Businesses can gather more and more real-time data on everything from sales to web traffic to social media buzz, but actually accessing those stats often requires individually logging in to lots of different analytics sites.
That's something a lot of busy company leaders just don't have time for, especially when they're traveling and only have Internet access on a smartphone, says Davorin Gabrovec, CEO of Databox.
"They have Salesforce, they have other apps, but they don't have those apps installed on mobile," he says.
To make real-time data from providers like Google Analytics, Salesforce, and Zendesk actually useful in real time, Databox aggregates selected company stats from across the web and creates simple, customizable charts and dashboards all within one mobile app.
"Imagine it like the first app you will open in the morning, and you will see what's really going on with the business," says Gabrovec.

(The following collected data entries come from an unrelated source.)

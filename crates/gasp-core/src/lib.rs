//! # GASP Core
//!
//! Pure data model for the Graph Aware Sync Protocol: transaction
//! identifiers, outpoints, and the node records exchanged while two peers
//! reconcile their UTXO graphs.
//!
//! This crate contains no I/O, no storage, no networking. It is pure
//! computation over protocol data structures.
//!
//! ## Key Types
//!
//! - [`TxId`] - Content-addressed transaction identifier (double SHA-256)
//! - [`Outpoint`] - `(txid, output_index)` pair with the canonical wire form
//! - [`Node`] - An ancestor-or-tip record within a sync graph
//! - [`NodeResponse`] - The additional inputs a peer still needs
//!
//! ## Canonical outpoint form
//!
//! Wire maps are keyed by the outpoint "36-byte form",
//! `"<64-hex-txid>.<decimal-index>"`. See [`Outpoint::encode36`].

pub mod error;
pub mod node;
pub mod types;

pub use error::CoreError;
pub use node::{InputHint, Node, NodeResponse, RequestedInput};
pub use types::{Outpoint, TxId};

While doing market research, Databox found that many executives only received an emailed spreadsheet of company data once or twice a day, while the live numbers were effectively only available to analytics staff able to devote a desktop browser tab to each analytics provider.
"Email was still the only way they accessed their business data," he says. "We started to see there is a huge need for the whole enterprise for people who spent huge amounts of time outside the office to bring them key insights and metrics in a way more appropriate than opening Excel files."
For common data sources, users can provide their login credentials to the app and select from some of the most commonly accessed metrics, Gabrovec says.
"We asked, first, for example in MailChimp, what are the top 10 metrics that we care about as a MailChimp user," says Gabrovec. "A user can change those metrics and personalize based on his or her needs."
Different types of users naturally pull from different data feeds, says Gabrovec: Developers often look at info from GitHub and Trello, while sales and marketing staff look at data from sites like Salesforce and Oracle's Eloqua, he says.
Users can also set up a daily scorecard that displays a morning summary of the data they're most interested in, says Gabrovec.
"You will receive a push notification before you even started your breakfast saying these are five things that happened yesterday that deserve your attention," he says.
And push notifications can also be set up to automatically notify users when certain stats cross designated thresholds, he says.
An SDK also lets users add custom data sources, and display customized charts and scorecards, Gabrovec says.
"When we expose that part, real users feel the whole potential of really plugging in different data sources presented in a way they would like to see," he says.
The company's in the midst of rolling out an Android app, which should be available in the next few weeks, and tweaking the layout options for that and the existing iPhone app, he says, in the hopes of making company data simple to use and analyze.
"Everyone is talking about big data, but data itself is not the problem--we have huge amounts of data already," he says. "But how to deliver that data to someone who needs to make big decisions, that is what we call the last mile in data work."